[PATCH 1 of 2 "V3] compression: introduce an official `zstd-revlog` requirement

Gregory Szorc gregory.szorc at gmail.com
Tue Apr 16 06:28:55 EDT 2019


On Mon, Apr 15, 2019 at 8:34 AM Augie Fackler <raf at durin42.com> wrote:

> Greg: ping on these? I'm aware you had some unease on this topic, and
> I'd like to figure out if we should ship this. Thanks!
>

I've been enjoying my holiday away from the computer. I met with
Pierre-Yves and Georges yesterday and agreed to review these before the
freeze...


>
> On Tue, Apr 09, 2019 at 12:06:00PM +0200, Pierre-Yves David wrote:
> > # HG changeset patch
> > # User Pierre-Yves David <pierre-yves.david at octobus.net>
> > # Date 1553707623 -3600
> > #      Wed Mar 27 18:27:03 2019 +0100
> > # Node ID 8ce788576265eb8b84cb697ea2e09b2246fb7b81
> > # Parent  456c37433c433ee59d321315da24eb944e495f08
> > # EXP-Topic zstd-revlog
> > # Available At https://bitbucket.org/octobus/mercurial-devel/
> > #              hg pull https://bitbucket.org/octobus/mercurial-devel/
> -r 8ce788576265
> > compression: introduce an official `zstd-revlog` requirement
> >
> > This requirement supersedes `exp-compression-zstd`. However, we keep
> support for
> > the old requirement.
> >
> > Strictly speaking, we do not need to add a new requirement, there are no
> logic
> > change making "new" repo incompatible with mercurial client using a
> version
> > that support `exp-compression-zstd`.
> >
> > The choice to introduce a new requirement is motivated by the following:
> >
> > * The previous requirement was explicitly "experimental". Using it by
> default
> >   could confuse users.
> >
> > * adding support for a hypothetical third compression engine will
> requires new
> >   code, and will comes with its own requirement tool.
> >
> > * We won't use it as the default for a while since I do not think we
> support
> >   zstd on all platform. I can imagine we'll gain another (unrelated but
> on my
> >   default) requirement by the time we turn this zstd by default.
>

So, the reason why I named things "compression-<format>" was so we could
have a per-compressor requirement that could potentially allow *anything*
to use that compressor. For example, "compression-zstd" could allow random
on-disk files to be compressed with zstd.
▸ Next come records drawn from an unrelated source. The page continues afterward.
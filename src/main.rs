use std::env;

#[tokio::main]
async fn main() {
    let raw_args: Vec<String> = env::args().collect();
    if raw_args.get(1).map(|s| s.as_str()) == Some("serve") {
        let port = raw_args
            .get(2)
            .and_then(|s| s.parse::<u16>().ok())
            .unwrap_or(8080);
        if let Err(e) = fedtax::api::run_http_server(port).await {
            eprintln!("Server error: {e}");
            std::process::exit(1);
        }
        return;
    }

    if let Err(e) = fedtax::api::run_cli() {
        eprintln!("Error: {e}");
        std::process::exit(2);
    }
}
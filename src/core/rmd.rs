//! IRS Single Life Expectancy table (Publication 590-B, pre-2022 edition),
//! used as the divisor for required minimum distributions from inherited
//! tax-deferred accounts.
//!
//! The table ends at age 111; a lookup past the end returns `None`, which is
//! the designed end-of-projection signal for the heir calculation, not an
//! error condition.

// Indexed by age.
const SINGLE_LIFE_EXPECTANCY: [f64; 112] = [
    82.4, 81.6, 80.6, 79.7, 78.7, 77.7, 76.7, 75.8, 74.8, 73.8, // 0-9
    72.8, 71.8, 70.8, 69.9, 68.9, 67.9, 66.9, 66.0, 65.0, 64.0, // 10-19
    63.0, 62.1, 61.1, 60.1, 59.1, 58.2, 57.2, 56.2, 55.3, 54.3, // 20-29
    53.3, 52.4, 51.4, 50.4, 49.4, 48.5, 47.5, 46.5, 45.6, 44.6, // 30-39
    43.6, 42.7, 41.7, 40.7, 39.8, 38.8, 37.9, 37.0, 36.0, 35.1, // 40-49
    34.2, 33.3, 32.3, 31.4, 30.5, 29.6, 28.7, 27.9, 27.0, 26.1, // 50-59
    25.2, 24.4, 23.5, 22.7, 21.8, 21.0, 20.2, 19.4, 18.6, 17.8, // 60-69
    17.0, 16.3, 15.5, 14.8, 14.1, 13.4, 12.7, 12.1, 11.4, 10.8, // 70-79
    10.2, 9.7, 9.1, 8.6, 8.1, 7.6, 7.1, 6.7, 6.3, 5.9, // 80-89
    5.5, 5.2, 4.9, 4.6, 4.3, 4.1, 3.8, 3.6, 3.4, 3.1, // 90-99
    2.9, 2.7, 2.5, 2.3, 2.1, 1.9, 1.7, 1.5, 1.4, 1.2, // 100-109
    1.1, 1.0, // 110-111
];

/// Actuarial divisor for the required withdrawal at `age`, or `None` once
/// the table has no further entries.
pub fn withdrawal_factor(age: u32) -> Option<f64> {
    SINGLE_LIFE_EXPECTANCY.get(age as usize).copied()
}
Of course, *any* time you make a BC change to how the repository is read
from the filesystem, you need a new requirement, otherwise old clients may
attempt to open the repo and get confused or cause corruption. So even if
we have an e.g. "compression-zstd" requirement, we would still need
additional requirements to denote when zstd support is added to individual
components. e.g. we'd need a dedicated requirement for "zstd in revlogs."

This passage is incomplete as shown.